Although these skills are important, you can’t assume interview performance predicts sales success.
What interviews methods fail to uncover are motivation levels, initiative, persistence; grit, wherewithal, perseverance, closing ability, and the drive to succeed.
It’s a mistake to rely on an interview as a key indicator of sales performance.
Interview results should be combined with other forms of evaluating sales talent.
How to Identify Sales Professionals Who Succeed: Four Key Evaluation Strategies
1. Track Record of Sales Success—It’s all in the history. Look for salespeople who are accustomed to winning, achieving quotas, and exceeding expectations.
Overachievers have a pattern of performing at high levels and achieving top results.
2. Similar Sales Cycle and Prospects—Someone who calls on SMB isn’t going to be my first pick for an Enterprise sales cycle. They’re likely to get frustrated and may not have the patience to work with organizations that need to be finessed at multiple levels/departments.
If I want to increase my odds of hiring a quota exceeding rep, I’m going to bet on the salesperson who’s selling successfully to Enterprise clients today.
Likewise, if I want someone who needs to find $1M in new clients this year, I’m not going to recruit an account manager and assume the skills are similar enough to make the hire a success.
3. Cultural Match—Never ignore or underestimate the importance of company culture. Although the term, “company culture” can sound vague, fluffy, and fictitious, but it’s not.
I can have the best sales performer in the world, but if they never want to come to meetings, and meetings are mandatory in my client’s culture, we won’t have a match.
If they don’t like the absence of management, and my client has a hands-off approach, they won’t stay. There must be a cultural match if you want tenure out of your salespeople.
4. Goal Alignment—If the candidate doesn’t want to travel, and the job requires 50% travel, we don’t have a match.
If the candidate wants to be a manager in six months, and you’re not planning on growing that fast, there won’t be a fit. The candidate’s career and personal goals need to align with the role and the company’s goals.
When your reputation is on the line and you need to hire the best, it’s time to think beyond your personal hiring experiences.
What worked for you last year may not be the solution to your hiring problems this year.
Recruiting is a skill that’s constantly evolving.

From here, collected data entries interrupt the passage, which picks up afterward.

//! Boundary records exchanged with import, export, and classification collaborators.

pub mod csv;

use chrono::{DateTime, NaiveDate, Utc};
use serde::{Deserialize, Serialize};

use crate::ledger::{
    Division, Journal, JournalInput, JournalLine, JournalStatus, PaymentStatus, TransactionType,
    TrialBalance, UnitOwner, Vendor,
};

/// JSON import document; absent collections are treated as empty.
#[derive(Debug, Clone, Serialize, Deserialize, PartialEq, Default)]
#[serde(rename_all = "camelCase")]
pub struct ImportPayload {
    #[serde(default)]
    pub clear_existing: bool,
    #[serde(default)]
    pub journals: Vec<ImportJournal>,
    #[serde(default)]
    pub unit_owners: Vec<UnitOwner>,
    #[serde(default)]
    pub vendors: Vec<Vendor>,
    #[serde(default)]
    pub opening_balances: Option<OpeningBalances>,
}

#[derive(Debug, Clone, Serialize, Deserialize, PartialEq)]
#[serde(rename_all = "camelCase")]
pub struct ImportJournal {
    pub date: NaiveDate,
    #[serde(default)]
    pub description: String,
    #[serde(default)]
    pub reference: Option<String>,
    #[serde(default)]
    pub number: Option<String>,
    /// Drafts stay drafts; `POSTED` journals are posted on import.
    #[serde(default)]
    pub status: Option<JournalStatus>,
    #[serde(default)]
    pub division: Option<String>,
    #[serde(default)]
    pub details: Vec<ImportLine>,
}

impl ImportJournal {
    pub fn to_input(&self, fallback_division: &str) -> JournalInput {
        JournalInput {
            date: Some(self.date),
            description: self.description.clone(),
            division: Some(
                self.division
                    .clone()
                    .unwrap_or_else(|| fallback_division.to_string()),
            ),
            reference: self.reference.clone(),
            lines: self.details.iter().map(ImportLine::to_line).collect(),
        }
    }
}

#[derive(Debug, Clone, Serialize, Deserialize, PartialEq, Default)]
#[serde(rename_all = "camelCase")]
pub struct ImportLine {
    pub account_code: String,
    #[serde(default)]
    pub debit_amount: f64,
    #[serde(default)]
    pub credit_amount: f64,
    #[serde(default)]
    pub auxiliary_code: Option<String>,
    #[serde(default)]
    pub service_month: Option<String>,
    #[serde(default)]
    pub payer_id: Option<String>,
    #[serde(default)]
    pub description: Option<String>,
}

impl ImportLine {
    pub fn to_line(&self) -> JournalLine {
        JournalLine {
            id: 0,
            account_code: self.account_code.clone(),
            debit_amount: self.debit_amount,
            credit_amount: self.credit_amount,
            auxiliary_code: self.auxiliary_code.clone(),
            service_month: self.service_month.clone(),
            payer_id: self.payer_id.clone(),
            description: self.description.clone(),
        }
    }
}

impl From<&JournalLine> for ImportLine {
    fn from(line: &JournalLine) -> Self {
        Self {
            account_code: line.account_code.clone(),
            debit_amount: line.debit_amount,
            credit_amount: line.credit_amount,
            auxiliary_code: line.auxiliary_code.clone(),
            service_month: line.service_month.clone(),
            payer_id: line.payer_id.clone(),
            description: line.description.clone(),
        }
    }
}

/// Opening position booked as one posted journal.
#[derive(Debug, Clone, Serialize, Deserialize, PartialEq)]
#[serde(rename_all = "camelCase")]
pub struct OpeningBalances {
    pub date: NaiveDate,
    #[serde(default)]
    pub division: Option<String>,
    #[serde(default)]
    pub entries: Vec<OpeningEntry>,
}

#[derive(Debug, Clone, Serialize, Deserialize, PartialEq)]
#[serde(rename_all = "camelCase")]
pub struct OpeningEntry {
    pub account_code: String,
    #[serde(default)]
    pub debit_amount: Option<f64>,
    #[serde(default)]
    pub credit_amount: Option<f64>,
}

impl OpeningBalances {
    pub fn to_input(&self, fallback_division: &str) -> JournalInput {
        let mut input = JournalInput::new(
            self.date,
            "Opening balances",
            self.division.as_deref().unwrap_or(fallback_division),
        );
        input.lines = self
            .entries
            .iter()
            .map(|entry| JournalLine {
                account_code: entry.account_code.clone(),
                debit_amount: entry.debit_amount.unwrap_or_default(),
                credit_amount: entry.credit_amount.unwrap_or_default(),
                ..JournalLine::default()
            })
            .collect();
        input
    }
}

#[derive(Debug, Clone, Serialize, Deserialize, PartialEq)]
#[serde(rename_all = "camelCase")]
pub struct ExportPayload {
    pub export_date: DateTime<Utc>,
    pub journals: Vec<Journal>,
    pub unit_owners: Vec<UnitOwner>,
    pub vendors: Vec<Vendor>,
    /// Absent when the posted book fails its consistency check.
    pub trial_balance: Option<TrialBalance>,
    pub divisions: Vec<Division>,
}

/// Outcome of an import.
#[derive(Debug, Clone, Default, PartialEq, Serialize)]
pub struct ImportReport {
    pub journals_created: usize,
    pub journals_posted: usize,
    pub unit_owners: usize,
    pub vendors: usize,
    pub opening_balance_journal: Option<String>,
}

/// Unvalidated suggestion from an external classifier.
#[derive(Debug, Clone, Serialize, Deserialize, PartialEq)]
#[serde(rename_all = "camelCase")]
pub struct ClassificationHint {
    pub description: String,
    pub date: NaiveDate,
    pub amount: f64,
    pub debit_account: String,
    pub credit_account: String,
    pub confidence: f64,
    #[serde(default)]
    pub division: Option<String>,
}

impl ClassificationHint {
    pub fn problems(&self) -> Vec<String> {
        let mut errors = Vec::new();
        if !(0.0..=1.0).contains(&self.confidence) {
            errors.push(format!(
                "confidence {} must lie between 0 and 1",
                self.confidence
            ));
        }
        if self.debit_account == self.credit_account {
            errors.push("debit and credit candidates must differ".to_string());
        }
        errors
    }

    pub fn to_input(&self, fallback_division: &str) -> JournalInput {
        JournalInput::new(
            self.date,
            self.description.clone(),
            self.division.as_deref().unwrap_or(fallback_division),
        )
        .line(JournalLine::debit(self.debit_account.clone(), self.amount))
        .line(JournalLine::credit(self.credit_account.clone(), self.amount))
    }
}

/// One parsed row of a bank statement or spreadsheet.
#[derive(Debug, Clone, Serialize, Deserialize, PartialEq)]
pub struct TabularRow {
    pub date: NaiveDate,
    pub description: String,
    pub amount: f64,
}

/// Transaction shape shared by every row of one bulk import.
#[derive(Debug, Clone, Serialize, Deserialize, PartialEq)]
pub struct RowTemplate {
    pub transaction_type: TransactionType,
    pub account_code: String,
    pub status: PaymentStatus,
    #[serde(default)]
    pub payment_account_code: Option<String>,
    pub division_code: String,
}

Keeping up with sourcing strategies, data points, hiring metrics, data sources, and new technologies is a full time job.
If you focus on finding ways to broaden the talent pool, get clear on what you’re looking for in a new hire, and evaluate candidates beyond what you see in the interview, you’ll be able to build a winning sales team.
Taking the First Steps
The good news is you can get started right away. What makes a top salesperson for your team today?
How can you leverage the information you have on your top sales reps in innovative ways to assist you in your next hire?
What kind of advanced planning can you do to prevent you from hiring the most “likable” candidate?
"Arthur Rock, a venture capital legend associated with the formation of such companies as Intel, Apple, and Teledyne, put it more succinctly: 'I invest in people, not ideas. "Hard to find? Absolutely. Worth the effort? You bet."